На страницах «Нетерпения» звучат голоса не только пламенных революционеров или их антагонистов, что было делом вполне обычным для советского исторического романа, но раздаются и голоса тех, кого принципиально предпочитали не замечать шестидесятники как XIX, так и XX столетий. Ни для тех, ни для других шестидесятников обыватель просто не существовал. Они его презирали и осуждали, не утруждая себя пониманием его точки зрения. Само это слово «обыватель» и его синонимы «мешанин» и «филистер» всегда употреблялись исключительно в пренебрежительном контексте. Трифонов был единственным советским писателем, осмелившимся пойти против сложившейся в русской культуре традиции и запечатлеть обывательский взгляд на события, который под его пером предстаёт как взгляд людей, претерпевающих историю и осознанно не желающих попасть в число её жертв.

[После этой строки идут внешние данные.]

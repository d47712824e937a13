use std::collections::HashMap;

use serde::{Deserialize, Serialize};

use crate::record::Record;
use crate::types::identifiers::RecordId;

/// How a removed record was judged a duplicate.
#[derive(Debug, Clone, Copy, PartialEq, Eq, Hash, Serialize, Deserialize)]
#[serde(rename_all = "lowercase")]
pub enum DedupMethod {
    Exact,
    Semantic,
    Lexical,
}

/// A pair that crossed a similarity threshold.
///
/// Transient: produced during comparison, consumed by the resolution pass.
/// `a` is always the record that comes first in the stage's comparison order.
#[derive(Debug, Clone, Copy, PartialEq)]
pub struct SimilarityEdge {
    pub a: usize,
    pub b: usize,
    pub score: f64,
}

/// One entry of the removal log.
#[derive(Debug, Clone, PartialEq, Serialize, Deserialize)]
pub struct RemovalDecision {
    pub removed_id: RecordId,
    pub kept_id: RecordId,
    pub score: f64,
    pub method: DedupMethod,
}

/// Human-readable form of a removal decision, for review exports.
#[derive(Debug, Clone, PartialEq, Serialize, Deserialize)]
pub struct AuditEntry {
    pub method: DedupMethod,
    pub score: f64,
    pub kept_id: RecordId,
    pub removed_id: RecordId,
    pub kept: String,
    pub removed: String,
}

/// Join the removal log with the records it refers to.
///
/// `records` must contain every record that entered the pipeline. Decisions
/// that reference unknown ids are skipped.
pub fn audit_trail(records: &[Record], removals: &[RemovalDecision]) -> Vec<AuditEntry> {
    let by_id: HashMap<RecordId, &Record> = records.iter().map(|r| (r.id, r)).collect();

    removals
        .iter()
        .filter_map(|d| {
            let kept = by_id.get(&d.kept_id)?;
            let removed = by_id.get(&d.removed_id)?;
            Some(AuditEntry {
                method: d.method,
                score: d.score,
                kept_id: d.kept_id,
                removed_id: d.removed_id,
                kept: kept.text.clone(),
                removed: removed.text.clone(),
            })
        })
        .collect()
}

Судя по всему, Юрий Валентинович был хорошо знаком с текстом Нобелевской лекции, прочитанной Альбером Камю 10 декабря 1957 года в Стокгольме, и сознательно действовал в соответствии с изложенными в лекции принципами: «…Роль писателя неотделима от тяжких человеческих обязанностей. Он, по определению, не может сегодня быть слугою тех, кто делает историю, — напротив, он на службе у тех, кто её претерпевает. В противном случае ему грозят одиночество и отлучение от искусства. И всем армиям тирании с их миллионами воинов не под силу будет вырвать его из ада одиночества, даже если — особенно если — он согласится идти с ними в ногу. <…> Поскольку призвание художника состоит в том, чтобы объединить возможно большее число людей, оно не может зиждиться на лжи и рабстве, которые повсюду, где они царят, лишь множат одиночества. Каковы бы ни были личные слабости писателя, благородство нашего ремесла вечно будет основываться на двух трудновыполнимых обязательствах — отказе лгать о том, что знаешь, и сопротивлении гнёту»[227]. Возможности легального сопротивления гнёту в СССР были сужены до предела. Трифонов отказался лгать о том, что он хорошо знал.